Crypto Whale Loses $50M in USDT Poisoning Attack; Offers $1M Bounty
A trader lost $50M after a ‘test send’ triggered a poisoning bot, forcing a $1M on-chain bounty offer as funds hit Tornado Cash.
A crypto trader has lost 49,999,950 USDT in a single transaction, falling victim to an address-poisoning scam that exploited the user’s reliance on transaction history. The theft, identified by Scam Sniffer and SlowMist on December 20, is one of the largest individual losses of 2025.
The ‘Test Send’ Trap
The attack vector was specifically designed to weaponize standard security best practices. On-chain data reveals the victim (0xcB80…00819) first sent a legitimate test transaction of 50 USDT to their intended destination. This activity triggered an automated bot, which immediately generated a "poison" address (0xBaFF…8b5) mimicking the first and last characters of the intended wallet.
The bot then sent a dust transaction to the victim’s wallet, inserting the malicious address into the top of their transaction history. Believing the address in their history was the one they had just interacted with, the victim copied the poisoned address and transferred the full $50 million.

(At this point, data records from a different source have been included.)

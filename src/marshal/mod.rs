//! CPython's `marshal` format, read and written without losing any encoding detail.
//!
//! Every object keeps the exact type code it was stored with (short vs. long tuples,
//! string kinds, text vs. binary floats) and objects stored with `FLAG_REF` stay
//! wrapped in [`Object::Flagged`]. Writing a decoded tree back therefore reproduces
//! the input, including the back-reference numbering.

pub mod reader;
pub mod writer;

use std::borrow::Cow;

use num_bigint::BigInt;
use num_complex::Complex;
use ordered_float::OrderedFloat;

use crate::magic::PythonVersion;

pub use reader::Reader;
pub use writer::Writer;

pub const FLAG_REF: u8 = 0x80;

/// Maximum nesting accepted when loading. The reader recurses once per level,
/// so this has to fit the 2 MiB stack of a spawned thread in an unoptimized build.
/// Compiled code nests far less than this.
pub const MAX_DEPTH: usize = 200;

pub mod tag {
    pub const NULL: u8 = b'0';
    pub const NONE: u8 = b'N';
    pub const FALSE: u8 = b'F';
    pub const TRUE: u8 = b'T';
    pub const STOPITER: u8 = b'S';
    pub const ELLIPSIS: u8 = b'.';
    pub const INT: u8 = b'i';
    pub const INT64: u8 = b'I';
    pub const FLOAT: u8 = b'f';
    pub const BINARY_FLOAT: u8 = b'g';
    pub const COMPLEX: u8 = b'x';
    pub const BINARY_COMPLEX: u8 = b'y';
    pub const LONG: u8 = b'l';
    pub const STRING: u8 = b's';
    pub const INTERNED: u8 = b't';
    pub const REF: u8 = b'r';
    pub const TUPLE: u8 = b'(';
    pub const SMALL_TUPLE: u8 = b')';
    pub const LIST: u8 = b'[';
    pub const DICT: u8 = b'{';
    pub const CODE: u8 = b'c';
    pub const UNICODE: u8 = b'u';
    pub const SET: u8 = b'<';
    pub const FROZENSET: u8 = b'>';
    pub const ASCII: u8 = b'a';
    pub const ASCII_INTERNED: u8 = b'A';
    pub const SHORT_ASCII: u8 = b'z';
    pub const SHORT_ASCII_INTERNED: u8 = b'Z';
}

#[derive(Debug, Clone, Copy, PartialEq, Eq)]
pub enum StringKind {
    Unicode,
    Interned,
    Ascii,
    AsciiInterned,
    ShortAscii,
    ShortAsciiInterned,
}

impl StringKind {
    pub fn from_tag(tag: u8) -> Option<Self> {
        match tag {
            tag::UNICODE => Some(StringKind::Unicode),
            tag::INTERNED => Some(StringKind::Interned),
            tag::ASCII => Some(StringKind::Ascii),
            tag::ASCII_INTERNED => Some(StringKind::AsciiInterned),
            tag::SHORT_ASCII => Some(StringKind::ShortAscii),
            tag::SHORT_ASCII_INTERNED => Some(StringKind::ShortAsciiInterned),
            _ => None,
        }
    }

    pub fn tag(self) -> u8 {
        match self {
            StringKind::Unicode => tag::UNICODE,
            StringKind::Interned => tag::INTERNED,
            StringKind::Ascii => tag::ASCII,
            StringKind::AsciiInterned => tag::ASCII_INTERNED,
            StringKind::ShortAscii => tag::SHORT_ASCII,
            StringKind::ShortAsciiInterned => tag::SHORT_ASCII_INTERNED,
        }
    }

    /// Short kinds store their length in a single byte.
    pub fn is_short(self) -> bool {
        matches!(
            self,
            StringKind::ShortAscii | StringKind::ShortAsciiInterned
        )
    }
}

/// A `str` object. The data is kept as raw bytes because marshal writes lone
/// surrogates with `surrogatepass`, which is not valid UTF-8.
#[derive(Debug, Clone, PartialEq, Eq)]
pub struct PyString {
    pub data: Vec<u8>,
    pub kind: StringKind,
}

impl PyString {
    pub fn new(value: &str, kind: StringKind) -> Self {
        PyString {
            data: value.as_bytes().to_vec(),
            kind,
        }
    }

    pub fn text(&self) -> Cow<'_, str> {
        String::from_utf8_lossy(&self.data)
    }
}

#[derive(Debug, Clone, PartialEq)]
pub enum Object {
    Null,
    None,
    False,
    True,
    StopIteration,
    Ellipsis,
    Int(i32),
    Int64(i64),
    Long(BigInt),
    /// Pre-3.x text float, kept as the digits it was written with.
    FloatText(Vec<u8>),
    Float(OrderedFloat<f64>),
    ComplexText(Vec<u8>, Vec<u8>),
    Complex(Complex<OrderedFloat<f64>>),
    Bytes(Vec<u8>),
    String(PyString),
    Tuple { items: Vec<Object>, small: bool },
    List(Vec<Object>),
    /// Key/value pairs in stored order.
    Dict(Vec<(Object, Object)>),
    Set(Vec<Object>),
    FrozenSet(Vec<Object>),
    Code(Box<RawCode>),
    /// Back-reference to the n-th object stored with `FLAG_REF`.
    Ref(u32),
    /// An object stored with `FLAG_REF`.
    Flagged(Box<Object>),
}

impl Object {
    /// The object without its `FLAG_REF` wrapper.
    pub fn unflagged(&self) -> &Object {
        match self {
            Object::Flagged(inner) => inner,
            other => other,
        }
    }

    pub fn is_flagged(&self) -> bool {
        matches!(self, Object::Flagged(_))
    }

    /// Wraps `self` in [`Object::Flagged`] when `flagged` is set.
    pub fn flagged_if(self, flagged: bool) -> Object {
        if flagged {
            Object::Flagged(Box::new(self))
        } else {
            self
        }
    }
}

/// The object behind `object`: the flag is dropped and a back-reference is
/// looked up in `refs`, the table filled by [`Reader`].
pub fn resolve<'a>(object: &'a Object, refs: &'a [Object]) -> Option<&'a Object> {
    match object.unflagged() {
        Object::Ref(index) => refs.get(*index as usize).map(Object::unflagged),
        other => Some(other),
    }
}

/// Resolves a string field that may be stored inline or as a back-reference.
pub fn text_of<'a>(object: &'a Object, refs: &'a [Object]) -> Option<&'a [u8]> {
    match resolve(object, refs)? {
        Object::String(string) => Some(&string.data),
        _ => None,
    }
}

/// Resolves a bytes field that may be stored inline or as a back-reference.
pub fn bytes_of<'a>(object: &'a Object, refs: &'a [Object]) -> Option<&'a [u8]> {
    match resolve(object, refs)? {
        Object::Bytes(bytes) => Some(bytes),
        _ => None,
    }
}

#[derive(Debug, Clone, Copy, PartialEq, Eq)]
pub enum Slot {
    /// A 32-bit little-endian integer.
    Word(&'static str),
    Object(&'static str),
}

/// Field order of a marshalled code object.
#[derive(Debug, Clone, Copy, PartialEq, Eq)]
pub enum Layout {
    /// 3.0 - 3.7
    Py30,
    /// 3.8 - 3.10, adds `posonlyargcount`
    Py38,
    /// 3.11+, locals merged into `localsplusnames`/`localspluskinds`
    Py311,
}

const PY30_SLOTS: &[Slot] = &[
    Slot::Word("argcount"),
    Slot::Word("kwonlyargcount"),
    Slot::Word("nlocals"),
    Slot::Word("stacksize"),
    Slot::Word("flags"),
    Slot::Object("code"),
    Slot::Object("consts"),
    Slot::Object("names"),
    Slot::Object("varnames"),
    Slot::Object("freevars"),
    Slot::Object("cellvars"),
    Slot::Object("filename"),
    Slot::Object("name"),
    Slot::Word("firstlineno"),
    Slot::Object("lnotab"),
];

const PY38_SLOTS: &[Slot] = &[
    Slot::Word("argcount"),
    Slot::Word("posonlyargcount"),
    Slot::Word("kwonlyargcount"),
    Slot::Word("nlocals"),
    Slot::Word("stacksize"),
    Slot::Word("flags"),
    Slot::Object("code"),
    Slot::Object("consts"),
    Slot::Object("names"),
    Slot::Object("varnames"),
    Slot::Object("freevars"),
    Slot::Object("cellvars"),
    Slot::Object("filename"),
    Slot::Object("name"),
    Slot::Word("firstlineno"),
    Slot::Object("linetable"),
];

const PY311_SLOTS: &[Slot] = &[
    Slot::Word("argcount"),
    Slot::Word("posonlyargcount"),
    Slot::Word("kwonlyargcount"),
    Slot::Word("stacksize"),
    Slot::Word("flags"),
    Slot::Object("code"),
    Slot::Object("consts"),
    Slot::Object("names"),
    Slot::Object("localsplusnames"),
    Slot::Object("localspluskinds"),
    Slot::Object("filename"),
    Slot::Object("name"),
    Slot::Object("qualname"),
    Slot::Word("firstlineno"),
    Slot::Object("linetable"),
    Slot::Object("exceptiontable"),
];

impl Layout {
    pub fn for_version(version: PythonVersion) -> Option<Layout> {
        match (version.major, version.minor) {
            (3, 0..=7) => Some(Layout::Py30),
            (3, 8..=10) => Some(Layout::Py38),
            (3, 11..=13) => Some(Layout::Py311),
            _ => None,
        }
    }

    pub fn slots(self) -> &'static [Slot] {
        match self {
            Layout::Py30 => PY30_SLOTS,
            Layout::Py38 => PY38_SLOTS,
            Layout::Py311 => PY311_SLOTS,
        }
    }

    /// Position of the named field in [`Layout::slots`].
    pub fn position(self, field: &str) -> Option<usize> {
        self.slots().iter().position(|slot| match slot {
            Slot::Word(name) | Slot::Object(name) => *name == field,
        })
    }
}

#[derive(Debug, Clone, PartialEq)]
pub enum Field {
    Word(u32),
    Object(Object),
}

/// A code object as stored: its fields in [`Layout`] order.
#[derive(Debug, Clone, PartialEq)]
pub struct RawCode {
    pub layout: Layout,
    pub fields: Vec<Field>,
}

impl RawCode {
    pub fn object(&self, field: &str) -> Option<&Object> {
        match self.fields.get(self.layout.position(field)?)? {
            Field::Object(object) => Some(object),
            Field::Word(_) => None,
        }
    }

    pub fn object_mut(&mut self, field: &str) -> Option<&mut Object> {
        let position = self.layout.position(field)?;
        match self.fields.get_mut(position)? {
            Field::Object(object) => Some(object),
            Field::Word(_) => None,
        }
    }
}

"This is the brutal reality of address poisoning… an attack that doesn’t rely on breaking systems, but on exploiting human habits.". On-chain Analyst
Instant Laundering via Tornado Cash
The attacker wasted no time. Within 30 minutes of receipt, the 50 million USDT was swapped for DAI via MetaMask Swap, then converted into approximately 16,690 ETH (valued at ~$2,990 per ETH). The funds were immediately deposited into Tornado Cash in batches, effectively severing the on-chain link and complicating recovery efforts.
The On-Chain Ultimatum
In a desperate bid to recover the funds, the victim broadcast an on-chain message to the attacker’s wallet. The message offers a $1 million "whitehat" bounty if 98% of the funds are returned within 48 hours, threatening involvement from "legal international law enforcement channels" if the deadline is missed.
Market participants should note that Tether (USDT) has the capability to freeze assets on the Ethereum network, but the attacker’s rapid conversion to DAI and ETH likely circumvented this centralized kill-switch before it could be deployed.